This phase I trial studies the side effects of a vaccine, galinpepimut-S, and nivolumab in treating patients with WT1 positive malignant pleural mesothelioma. Vaccines, such as galinpepimut-S, are made from Wilms Tumor Protein 1 (WT1) peptide and may help the body build an effective immune response to kill tumor cells that express WT1. Galinpepimut-S is mixed with a substance called montanide, which helps to boost the immune reaction to galinpepimut-S. The mixture of the galinpepimut-S and montanide make up the actual final vaccine that is then given to patients. Immunotherapy with monoclonal antibodies, such as nivolumab, may remove signals that block the immune system’s activity, indirectly strengthening the immune system to help fight the cancer. It has been shown that cancer vaccines can sometimes increase these signals that actually block the immune system’s anti-cancer activity. Using a cancer vaccine (galinpepimut-S) directed to mesothelioma cells with a drug that can unblock these negative signals (nivolumab) may help treat malignant pleural mesothelioma.

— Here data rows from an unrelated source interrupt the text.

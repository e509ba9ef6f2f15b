use std::sync::Arc;

use axum::{
    Json,
    extract::{Query, State},
    http::{HeaderMap, StatusCode},
    response::{IntoResponse, Response},
};
use serde::Deserialize;
use serde_json::json;

use super::authorization;
use super::response::{API_VERSION, ApiError, relay};
use super::router::AppState;
use crate::error::Error;
use crate::types::Identity;

/// `GET /v1/_ping`: plain upstream ping, no identity gate.
pub async fn ping(State(state): State<Arc<AppState>>, headers: HeaderMap) -> Response {
    match state.registry.ping(&headers).await {
        Ok(upstream) => relay(upstream),
        Err(err) => ApiError::from(err).into_response(),
    }
}

#[derive(Deserialize)]
pub struct SearchParams {
    q: Option<String>,
    n: Option<String>,
}

/// `GET /v1/search`: legacy search. v2-capable clients get a 404 so they
/// fall back to `/v2/_catalog`, which is podman's probing behavior.
pub async fn search(
    State(state): State<Arc<AppState>>,
    Query(params): Query<SearchParams>,
    headers: HeaderMap,
) -> Response {
    if headers
        .get("Docker-Distribution-Api-Version")
        .and_then(|v| v.to_str().ok())
        == Some(API_VERSION)
    {
        return (StatusCode::NOT_FOUND, "not found").into_response();
    }

    let limit = match params.n.as_deref() {
        Some(n) => match n.parse::<i64>() {
            Ok(n) => Some(n),
            Err(_) => return ApiError::bad_request("n must be an integer").into_response(),
        },
        None => None,
    };

    let identity = match authorization(&headers) {
        Some(auth) => match state.resolver.resolve(None, Some(&auth)).await {
            Ok(Identity::Account(name)) => Identity::Account(name),
            Ok(_) | Err(Error::Unauthorized) => {
                return (StatusCode::UNAUTHORIZED, "unauthorized").into_response();
            }
            Err(err) => return ApiError::from(err).into_response(),
        },
        None => Identity::Anonymous,
    };

    match state
        .gateway
        .search(&identity, params.q.as_deref(), limit)
    {
        Ok(names) => Json(json!({
            "num_results": names.len(),
            "query": params.q,
            "results": names
                .iter()
                .map(|name| json!({ "description": "", "name": name }))
                .collect::<Vec<_>>(),
        }))
        .into_response(),
        Err(err) => ApiError::from(err).into_response(),
    }
}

Additional locations may be listed on ClinicalTrials.gov for NCT04040231.
See trial information on ClinicalTrials.gov for a list of participating sites.
PRIMARY OBJECTIVE:
I. To assess the tolerability of galinpepimut-S combined with nivolumab in patients with previously treated malignant pleural mesothelioma (MPM).
SECONDARY OBJECTIVE:
I. To evaluate the immunogenicity of galinpepimut-S combined with nivolumab in patients with previously treated MPM by assessing the Wilms tumor (WT)1-specific cell-mediated immune response both peripherally and at the tumor site.
OUTLINE:
Patients receive sargramostim subcutaneously (SC) on days -2 and 0 of weeks 0, 2, 4, 6, 8, 10, 12, and 14. Patients galinpepimut-S mixed with montanide ISA 51 (montanide) VG SC on day 0 of weeks 0, 2, 4, 6, 8, 10, 12, and 14, and nivolumab intravenously (IV) over 30 minutes on weeks 4, 6, 8, 10, 12, and 14 in the absence of disease progression or unacceptable toxicity. Patients who do not have progressive disease at the end of 16 weeks receive galinpepimut-S mixed with montanide SC and nivolumab IV over 30 minutes starting at week 20. Treatment repeats every 2 weeks for up to 6 additional treatments (12 weeks) in the absence of disease progression or unacceptable toxicity. Additionally, patients undergo tumor biopsy, blood sample collection and computed tomography (CT) on study.
After completion of study treatment, patients are followed up every 3 months for up to 1 year.